* Material for this task *

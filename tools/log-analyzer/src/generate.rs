//! Synthetic access log generation.

use std::io::Write;

use rand::rngs::StdRng;
use rand::{Rng, SeedableRng};
use tracing::debug;

use crate::config::GenerateConfig;
use crate::error::AnalyzerResult;
use crate::types::LogEntry;

/// Status codes drawn for generated entries.
pub const STATUS_CODES: [u16; 5] = [200, 301, 403, 404, 500];

/// Random entries for one year, sorted chronologically.
///
/// Days stay within 1..=28 so every entry is a real date in any month.
pub fn generate_entries(config: &GenerateConfig) -> AnalyzerResult<Vec<LogEntry>> {
  config.validate()?;
  let mut rng = match config.seed {
    Some(seed) => StdRng::seed_from_u64(seed),
    None => StdRng::from_os_rng(),
  };

  let mut entries: Vec<LogEntry> = (0..config.count)
    .map(|_| {
      let entry = LogEntry::new(
        config.year,
        rng.random_range(1..=12),
        rng.random_range(1..=28),
        rng.random_range(0..=23),
        rng.random_range(0..=59),
      );
      if config.with_status {
        entry.with_status(STATUS_CODES[rng.random_range(0..STATUS_CODES.len())])
      } else {
        entry
      }
    })
    .collect();
  entries.sort();
  Ok(entries)
}

/// Write generated entries one per line. Returns the number written.
pub fn write_log(config: &GenerateConfig, out: &mut impl Write) -> AnalyzerResult<usize> {
  let entries = generate_entries(config)?;
  for entry in &entries {
    writeln!(out, "{}", entry)?;
  }
  debug!(count = entries.len(), year = config.year, "generated log entries");
  Ok(entries.len())
}

#[cfg(test)]
mod tests {
  use super::*;
  use crate::parse::parse_line;

  fn seeded(count: usize) -> GenerateConfig {
    GenerateConfig {
      count,
      year: 2022,
      seed: Some(42),
      with_status: false,
    }
  }

  #[test]
  fn same_seed_same_log() {
    let a = generate_entries(&seeded(50)).unwrap();
    let b = generate_entries(&seeded(50)).unwrap();
    assert_eq!(a, b);
  }

  #[test]
  fn entries_are_sorted_and_real_dates() {
    let entries = generate_entries(&seeded(200)).unwrap();
    assert_eq!(entries.len(), 200);
    assert!(entries.windows(2).all(|w| w[0] <= w[1]));
    assert!(entries.iter().all(|e| e.year == 2022 && e.timestamp().is_some()));
  }

  #[test]
  fn status_only_when_requested() {
    assert!(generate_entries(&seeded(20)).unwrap().iter().all(|e| e.status.is_none()));

    let config = GenerateConfig {
      with_status: true,
      ..seeded(20)
    };
    let entries = generate_entries(&config).unwrap();
    assert!(entries
      .iter()
      .all(|e| e.status.is_some_and(|s| STATUS_CODES.contains(&s))));
  }

  #[test]
  fn written_lines_parse_back() {
    let mut out = Vec::new();
    let written = write_log(&seeded(30), &mut out).unwrap();
    assert_eq!(written, 30);
    let text = String::from_utf8(out).unwrap();
    let parsed: Vec<LogEntry> = text.lines().map(|l| parse_line(l).unwrap()).collect();
    assert_eq!(parsed, generate_entries(&seeded(30)).unwrap());
  }

  #[test]
  fn zero_count_rejected() {
    assert!(generate_entries(&seeded(0)).is_err());
  }
}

* Prompt *
Display each line of the data where "collect" occurs.

* Written solution *
    .collect();
    let parsed: Vec<LogEntry> = text.lines().map(|l| parse_line(l).unwrap()).collect();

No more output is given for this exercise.